In 1958, James Stewart starred in the Alfred Hitchcock film Vertigo and from then on Americans have had the wrong idea about the disorder after which the movie was named. Stewart’s character did not, in fact, suffer from any form of vertigo, but instead a profound fear of heights.
True vertigo accounts for about 5 percent of dizzy spells suffered by patients each year. If you are suffering from moments of dizziness you may be referred to an audiologist for testing because vertigo is often caused by problems with the inner ear. The following is a breakdown of the possible causes, symptoms, and treatments associated with this sometimes debilitating condition.
Vertigo has been placed into two main categories of causes referred to as central and peripheral. Peripheral vertigo is a problem with inner ear while central vertigo causes arise in the brain or spinal cord. Patients are usually sent to an audiologist for a hearing test if one of the following peripheral causes is suspected to be responsible for their dizziness.

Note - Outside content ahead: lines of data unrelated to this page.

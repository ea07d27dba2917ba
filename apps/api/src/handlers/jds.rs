//! Job description intake and signal preview.

use axum::{
    extract::{Path, State},
    Json,
};
use serde::Deserialize;
use tracing::info;
use uuid::Uuid;

use crate::engine::{extract_jd_signals, JdSignals, Platform};
use crate::errors::AppError;
use crate::models::resume::{JobDescriptionRow, NewJobDescription};
use crate::state::AppState;

#[derive(Debug, Deserialize)]
pub struct CreateJobDescriptionRequest {
    pub platform: String,
    pub raw_text: String,
}

#[derive(Debug, Deserialize)]
pub struct SignalsRequest {
    pub raw_text: String,
}

/// POST /api/v1/jds
///
/// Validates the platform, extracts signals once, and stores them alongside the text.
pub async fn handle_create_jd(
    State(state): State<AppState>,
    Json(request): Json<CreateJobDescriptionRequest>,
) -> Result<Json<JobDescriptionRow>, AppError> {
    let platform: Platform = request.platform.parse().map_err(AppError::Validation)?;

    let signals = extract_jd_signals(&request.raw_text);
    let extracted_signals =
        serde_json::to_value(&signals).map_err(|e| AppError::Internal(e.into()))?;

    let jd = state
        .store
        .insert_job_description(NewJobDescription {
            platform: platform.as_str().to_string(),
            raw_text: request.raw_text,
            extracted_signals,
        })
        .await?;

    info!(
        "Stored job description {} ({}, {} terms, seniority {})",
        jd.id,
        platform,
        signals.top_terms.len(),
        signals.seniority.as_str()
    );

    Ok(Json(jd))
}

/// GET /api/v1/jds/:id
pub async fn handle_get_jd(
    State(state): State<AppState>,
    Path(jd_id): Path<Uuid>,
) -> Result<Json<JobDescriptionRow>, AppError> {
    let jd = state
        .store
        .get_job_description(jd_id)
        .await?
        .ok_or_else(|| AppError::NotFound("Job description not found".to_string()))?;
    Ok(Json(jd))
}

/// POST /api/v1/jds/signals
///
/// Previews extraction without persisting anything.
pub async fn handle_preview_signals(
    Json(request): Json<SignalsRequest>,
) -> Result<Json<JdSignals>, AppError> {
    Ok(Json(extract_jd_signals(&request.raw_text)))
}
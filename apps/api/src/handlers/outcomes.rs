//! Application outcome tracking per variant.

use axum::{
    extract::{Query, State},
    Json,
};
use serde::Deserialize;
use tracing::info;
use uuid::Uuid;

use crate::errors::AppError;
use crate::models::variant::{NewOutcome, OutcomeRow, OutcomeStatus};
use crate::state::AppState;

#[derive(Debug, Deserialize)]
pub struct RecordOutcomeRequest {
    pub variant_id: Uuid,
    pub status: String,
}

#[derive(Debug, Deserialize)]
pub struct OutcomeListQuery {
    pub variant_id: Option<Uuid>,
}

/// POST /api/v1/outcomes
pub async fn handle_record_outcome(
    State(state): State<AppState>,
    Json(request): Json<RecordOutcomeRequest>,
) -> Result<Json<OutcomeRow>, AppError> {
    let status: OutcomeStatus = request.status.parse().map_err(AppError::Validation)?;

    if state.store.get_variant(request.variant_id).await?.is_none() {
        return Err(AppError::NotFound("Variant not found".to_string()));
    }

    let outcome = state
        .store
        .insert_outcome(NewOutcome {
            variant_id: request.variant_id,
            status: status.as_str().to_string(),
        })
        .await?;

    info!(
        "Recorded outcome '{}' for variant {}",
        outcome.status, outcome.variant_id
    );

    Ok(Json(outcome))
}

/// GET /api/v1/outcomes?variant_id=
pub async fn handle_list_outcomes(
    State(state): State<AppState>,
    Query(params): Query<OutcomeListQuery>,
) -> Result<Json<Vec<OutcomeRow>>, AppError> {
    let outcomes = state.store.list_outcomes(params.variant_id).await?;
    Ok(Json(outcomes))
}
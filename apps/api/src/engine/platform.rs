//! Platform heuristic profiles — how each job board weights title, recency and keywords.

use std::fmt;
use std::str::FromStr;

use serde::{Deserialize, Serialize};

/// Supported job boards.
#[derive(Debug, Clone, Copy, PartialEq, Eq, Hash, Serialize, Deserialize)]
#[serde(rename_all = "lowercase")]
pub enum Platform {
    Linkedin,
    Indeed,
    Dice,
}

impl Platform {
    pub const ALL: [Platform; 3] = [Platform::Linkedin, Platform::Indeed, Platform::Dice];

    pub fn as_str(&self) -> &'static str {
        match self {
            Platform::Linkedin => "linkedin",
            Platform::Indeed => "indeed",
            Platform::Dice => "dice",
        }
    }

    pub fn profile(&self) -> PlatformProfile {
        match self {
            Platform::Linkedin => LINKEDIN,
            Platform::Indeed => INDEED,
            Platform::Dice => DICE,
        }
    }
}

impl fmt::Display for Platform {
    fn fmt(&self, f: &mut fmt::Formatter<'_>) -> fmt::Result {
        f.write_str(self.as_str())
    }
}

impl FromStr for Platform {
    type Err = String;

    /// Strict parse for boundary validation. Case-insensitive.
    fn from_str(s: &str) -> Result<Self, Self::Err> {
        match s.trim().to_lowercase().as_str() {
            "linkedin" => Ok(Platform::Linkedin),
            "indeed" => Ok(Platform::Indeed),
            "dice" => Ok(Platform::Dice),
            other => Err(format!(
                "Platform must be one of: linkedin, indeed, dice (got '{other}')"
            )),
        }
    }
}

/// Weight triple for one platform. Weights are non-negative and need not sum to 1.
#[derive(Debug, Clone, Copy, PartialEq, Serialize, Deserialize)]
pub struct PlatformProfile {
    pub title_weight: f64,
    pub recency_weight: f64,
    pub keyword_weight: f64,
}

const LINKEDIN: PlatformProfile = PlatformProfile {
    title_weight: 0.35,
    recency_weight: 0.25,
    keyword_weight: 0.40,
};

const INDEED: PlatformProfile = PlatformProfile {
    title_weight: 0.20,
    recency_weight: 0.15,
    keyword_weight: 0.65,
};

const DICE: PlatformProfile = PlatformProfile {
    title_weight: 0.15,
    recency_weight: 0.10,
    keyword_weight: 0.75,
};

/// Unknown identifiers fall back to this platform's weights.
pub const DEFAULT_PLATFORM: Platform = Platform::Indeed;

/// Looks up the weight profile for a platform id.
///
/// Lower-cases before lookup. Unrecognised ids get the `indeed` profile rather than an error;
/// validation belongs at the API boundary.
pub fn profile_for(platform_id: &str) -> PlatformProfile {
    platform_id
        .parse::<Platform>()
        .unwrap_or(DEFAULT_PLATFORM)
        .profile()
}

#[cfg(test)]
mod tests {
    use super::*;

    #[test]
    fn test_known_profiles() {
        assert_eq!(profile_for("linkedin"), LINKEDIN);
        assert_eq!(profile_for("indeed"), INDEED);
        assert_eq!(profile_for("dice"), DICE);
    }

    #[test]
    fn test_lookup_is_case_insensitive() {
        assert_eq!(profile_for("LinkedIn"), LINKEDIN);
        assert_eq!(profile_for("DICE"), DICE);
    }

    #[test]
    fn test_unknown_platform_falls_back_to_indeed() {
        assert_eq!(profile_for("monster"), INDEED);
        assert_eq!(profile_for(""), INDEED);
    }

    #[test]
    fn test_weights_non_negative() {
        for platform in Platform::ALL {
            let p = platform.profile();
            assert!(p.title_weight >= 0.0);
            assert!(p.recency_weight >= 0.0);
            assert!(p.keyword_weight >= 0.0);
        }
    }

    #[test]
    fn test_strict_parse_rejects_unknown() {
        assert!("glassdoor".parse::<Platform>().is_err());
        assert_eq!(" Indeed ".parse::<Platform>().unwrap(), Platform::Indeed);
    }

    #[test]
    fn test_platform_serde_lowercase() {
        assert_eq!(
            serde_json::to_string(&Platform::Linkedin).unwrap(),
            r#""linkedin""#
        );
    }
}
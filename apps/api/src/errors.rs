use axum::{
    http::StatusCode,
    response::{IntoResponse, Response},
    Json,
};
use serde_json::json;
use thiserror::Error;

/// Application-level error type.
/// Implements `IntoResponse` so Axum handlers can return `Result<T, AppError>`.
///
/// The scoring engine never produces these; only extraction, storage and request validation do.
#[derive(Debug, Error)]
pub enum AppError {
    #[error("Not found: {0}")]
    NotFound(String),

    #[error("Validation error: {0}")]
    Validation(String),

    #[error("Unsupported format: {0}")]
    UnsupportedFormat(String),

    #[error("Database error: {0}")]
    Database(#[from] sqlx::Error),

    #[error("Internal server error: {0}")]
    Internal(#[from] anyhow::Error),
}

impl IntoResponse for AppError {
    fn into_response(self) -> Response {
        let (status, code, message) = match &self {
            AppError::NotFound(msg) => (StatusCode::NOT_FOUND, "NOT_FOUND", msg.clone()),
            AppError::Validation(msg) => (StatusCode::BAD_REQUEST, "VALIDATION_ERROR", msg.clone()),
            AppError::UnsupportedFormat(msg) => {
                (StatusCode::BAD_REQUEST, "UNSUPPORTED_FORMAT", msg.clone())
            }
            AppError::Database(e) => {
                tracing::error!("Database error: {e}");
                (
                    StatusCode::INTERNAL_SERVER_ERROR,
                    "DATABASE_ERROR",
                    "A database error occurred".to_string(),
                )
            }
            AppError::Internal(e) => {
                tracing::error!("Internal error: {e:?}");
                (
                    StatusCode::INTERNAL_SERVER_ERROR,
                    "INTERNAL_ERROR",
                    "An internal server error occurred".to_string(),
                )
            }
        };

        let body = Json(json!({
            "error": {
                "code": code,
                "message": message
            }
        }));

        (status, body).into_response()
    }
}

#[cfg(test)]
mod tests {
    use super::*;

    async fn body_json(response: Response) -> serde_json::Value {
        let bytes = axum::body::to_bytes(response.into_body(), usize::MAX)
            .await
            .unwrap();
        serde_json::from_slice(&bytes).unwrap()
    }

    #[tokio::test]
    async fn test_validation_maps_to_400() {
        let response = AppError::Validation("bad platform".to_string()).into_response();
        assert_eq!(response.status(), StatusCode::BAD_REQUEST);
        let body = body_json(response).await;
        assert_eq!(body["error"]["code"], "VALIDATION_ERROR");
        assert_eq!(body["error"]["message"], "bad platform");
    }

    #[tokio::test]
    async fn test_unsupported_format_maps_to_400() {
        let response = AppError::UnsupportedFormat("x.rtf".to_string()).into_response();
        assert_eq!(response.status(), StatusCode::BAD_REQUEST);
    }

    #[tokio::test]
    async fn test_not_found_maps_to_404() {
        let response = AppError::NotFound("Resume 1 not found".to_string()).into_response();
        assert_eq!(response.status(), StatusCode::NOT_FOUND);
    }

    #[tokio::test]
    async fn test_internal_error_hides_detail() {
        let response = AppError::Internal(anyhow::anyhow!("secret path /etc")).into_response();
        assert_eq!(response.status(), StatusCode::INTERNAL_SERVER_ERROR);
        let body = body_json(response).await;
        assert_eq!(body["error"]["message"], "An internal server error occurred");
    }
}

Benign paroxysmal positional vertigo (BPPV) is the most common reason for dizzy spells. It is believed to be caused by a mechanical malfunction of the inner ear which occurs when loose calcium carbonate debris has broken off and causes a sensation of movement. Next, Ménière’s disease is a chronic condition that usually affects only one ear with symptoms beginning between 20 and 50 years of age. It can increase the amount of fluid present and lead to feelings of pressure or fullness inside the inner ear. Finally, labyrinthitis is a viral infection of the inner ear that causes inflammation in the inner ear around nerves that help the body sense balance.
The symptoms associated with vertigo will depend on its underlying cause. Patients usually seek treatment because they have moments in which they feel as if they are spinning, tilting, swaying, or being pulled in one direction. They may also experience and often complain of abnormal or jerking eye movements, headaches, or sweating.
BPPV attacks usually end within one minute of onset. Patients will usually report sensations of motion when they make changes in their position. Vertigo caused by Meniere’s can result in recurrent spontaneous attacks and hearing loss. Both Ménière’s disease and labyrinthitis can cause a ringing in the ears (tinnitus) and a feeling of pressure or fullness in the ear. Nausea, vomiting, and a lack of balance are also common.
Just as with the symptoms, the treatment given for vertigo will depend largely on the medical reasons for it. Repositioning movements such as the Epley or the Semont maneuver are the most common treatments for BPPV. These movements are used to shift the calcium deposits out of the ear canal and into the inner ear chamber so they can be absorbed by the body.
Sufferers of Ménière’s disease may be put on a low-salt diet and given intratympanic injections of the antibiotic gentamicin. Many are also given diuretics to reduce fluid buildup or surgery is performed in order to place a shunt or remove tissue. Vestibular rehabilitation is a form of physical therapy used to strengthen this system’s ability to send signals to the brain about head and body movements in relation to gravity. Medications may include antihistamines, corticosteroids, or anticholinergics that inhibit the nerve impulses responsible for involuntary movement.
The first step to treating the symptoms and causes of chronic dizziness will be to see your primary physician. He or she will be able to determine if you should see an audiologist for testing or another specialist if needed.